Como habitualmente, à apresentação do livro seguiu-se uma sessão de autógrafos, bastante concorrida.


Sendo desejo do autor proporcionar ao público em geral e aos combatentes da Guiné em particular uma sessão para eles direccionada, teve o nosso camarada a iniciativa de preparar, num ambiente mais informal, uma apresentação dedicada essencialmente aos que passaram por aquele território.

Prevê-se que essa sessão decorra nas instalações do Hotel Travel Park, na Avª Almirante Reis, em Lisboa, tendo o autor convidado para a Mesa de Honra os representantes de três blogues que se têm dedicado a este tema – Luís Graça & Camaradas da Guiné, Tabanca do Centro e Especialistas da BA12.

Em princípio programado para 11 de Dezembro, pelas 18H00, aqui daremos em devido tempo novas informações sobre este evento, sugerindo que os interessados assentem desde já a data na sua agenda. O Hotel dispõe de parque de estacionamento, o que será uma mais-valia para quem se desloque de fora de Lisboa.

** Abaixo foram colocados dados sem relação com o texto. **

//! 重连策略：延迟与尝试次数

use std::time::Duration;

/// 重连配置
///
/// 刻意不做指数退避：SSE 协议的意图是由服务端通过 `retry:` 字段控制
/// 客户端的重连节奏，客户端原样采用最近一次收到的值。
#[derive(Debug, Clone)]
pub struct ReconnectPolicy {
    /// 未收到任何 `retry:` 指令时的初始重连延迟
    pub initial_delay: Duration,
    /// 连续失败的最大重试次数（None 表示无限重连）
    pub max_retries: Option<usize>,
}

impl Default for ReconnectPolicy {
    fn default() -> Self {
        Self {
            initial_delay: Duration::from_millis(3000),
            max_retries: None,
        }
    }
}

impl ReconnectPolicy {
    /// 设置初始重连延迟
    pub fn initial_delay(mut self, delay: Duration) -> Self {
        self.initial_delay = delay;
        self
    }

    /// 设置最大重试次数
    pub fn max_retries(mut self, max: usize) -> Self {
        self.max_retries = Some(max);
        self
    }
}

/// 单个 run loop 内的连续失败计数
#[derive(Debug, Default)]
pub(crate) struct RetryState {
    attempts: usize,
}

impl RetryState {
    pub(crate) fn new() -> Self {
        Self::default()
    }

    /// 连接成功建立：清零连续失败计数
    pub(crate) fn record_open(&mut self) {
        self.attempts = 0;
    }

    /// 连接掉线或建立失败：计数加一，返回当前值
    pub(crate) fn record_drop(&mut self) -> usize {
        self.attempts += 1;
        self.attempts
    }

    /// 是否超出策略允许的最大重试次数
    pub(crate) fn exhausted(&self, policy: &ReconnectPolicy) -> bool {
        policy.max_retries.is_some_and(|max| self.attempts > max)
    }
}

#[cfg(test)]
mod tests {
    use super::*;

    #[test]
    fn default_is_three_seconds_unlimited() {
        let policy = ReconnectPolicy::default();
        assert_eq!(policy.initial_delay, Duration::from_millis(3000));
        assert_eq!(policy.max_retries, None);
    }

    #[test]
    fn unlimited_policy_never_exhausts() {
        let policy = ReconnectPolicy::default();
        let mut state = RetryState::new();
        for _ in 0..1000 {
            state.record_drop();
        }
        assert!(!state.exhausted(&policy));
    }

    #[test]
    fn zero_max_retries_exhausts_on_first_drop() {
        let policy = ReconnectPolicy::default().max_retries(0);
        let mut state = RetryState::new();
        assert!(!state.exhausted(&policy));
        state.record_drop();
        assert!(state.exhausted(&policy));
    }

    #[test]
    fn successful_open_resets_counter() {
        let policy = ReconnectPolicy::default().max_retries(2);
        let mut state = RetryState::new();
        state.record_drop();
        state.record_drop();
        assert!(!state.exhausted(&policy));
        state.record_open();
        state.record_drop();
        assert!(!state.exhausted(&policy));
    }
}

sábado, 3 de novembro de 2018

P1068: É EM 11 DE NOVEMBRO, EM LEIRIA

CONCERTO DA BANDA DA FORÇA AÉREA

Do Núcleo de Leiria da Liga de Combatentes recebemos a seguinte informação:

Junto se envia em anexo o cartaz para o concerto em Titulo.
Contamos com a vossa presença.
Bilhetes disponíveis na bilheteira do Teatro José Lúcio em Leiria

Com os melhores cumprimentos



Liga dos Combatentes - Núcleo de Leiria
Av. 25 de Abril, Lt 12. r/c D.
2400-625 Leiria
Tel. 244 001 600


Esclarecendo a informação contida no final do cartaz, pouco visível, 
informa-se que a entrada é livre, limitada à lotação da sala.